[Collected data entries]
------

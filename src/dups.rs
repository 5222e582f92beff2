//! Case-insensitive duplicate path finder
//!
//! A much simpler companion to the sizing scan: walk the tree, lowercase
//! every full path, and report any that collide. Useful before copying a
//! tree to a case-insensitive filesystem.

use std::collections::{BTreeSet, HashSet};
use std::fs;
use std::path::Path;

use crate::diag::Diag;

/// Result of a duplicate-name scan.
pub struct DupReport {
    /// Lowercased paths seen more than once, sorted.
    pub duplicates: Vec<String>,
    pub entries_processed: u64,
}

/// Collect the paths (lowercased) that occur more than once.
///
/// Pure over any path iterator so collisions can be detected even on a
/// filesystem that would never let both spellings exist at once.
pub fn collisions<I>(paths: I) -> Vec<String>
where
    I: IntoIterator<Item = String>,
{
    let mut seen: HashSet<String> = HashSet::new();
    let mut dups: BTreeSet<String> = BTreeSet::new();
    for path in paths {
        let lowered = path.to_lowercase();
        if !seen.insert(lowered.clone()) {
            dups.insert(lowered);
        }
    }
    dups.into_iter().collect()
}

/// Walk `root` and report case-insensitive duplicate paths beneath it.
pub fn find_case_dups(root: &Path, diag: &mut Diag) -> DupReport {
    let mut paths = Vec::new();
    collect_paths(root, &mut paths, diag);
    let entries_processed = paths.len() as u64 + 1;
    diag.progress_done(&format!("{} files processed.", entries_processed));

    DupReport {
        duplicates: collisions(paths),
        entries_processed,
    }
}

fn collect_paths(dir: &Path, paths: &mut Vec<String>, diag: &mut Diag) {
    let entries = match fs::read_dir(dir) {
        Ok(entries) => entries,
        Err(_) => return,
    };

    let mut subdirs = Vec::new();
    for entry in entries.filter_map(|e| e.ok()) {
        let path = entry.path();
        let is_dir = entry.file_type().map(|ft| ft.is_dir()).unwrap_or(false);
        paths.push(path.to_string_lossy().into_owned());
        if paths.len() % 1000 == 0 {
            diag.progress(&format!("{} files processed.", paths.len()));
        }
        if is_dir {
            subdirs.push(path);
        }
    }

    subdirs.sort();
    for sub in &subdirs {
        collect_paths(sub, paths, diag);
    }
}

------

[Task] Only the lines from the one containing "for entry in" through the final line of the records above should be printed, exactly as they stand.

[Written answer]
    for entry in entries.filter_map(|e| e.ok()) {
        let path = entry.path();
        let is_dir = entry.file_type().map(|ft| ft.is_dir()).unwrap_or(false);
        paths.push(path.to_string_lossy().into_owned());
        if paths.len() % 1000 == 0 {
            diag.progress(&format!("{} files processed.", paths.len()));
        }
        if is_dir {
            subdirs.push(path);
        }
    }

    subdirs.sort();
    for sub in &subdirs {
        collect_paths(sub, paths, diag);
    }
}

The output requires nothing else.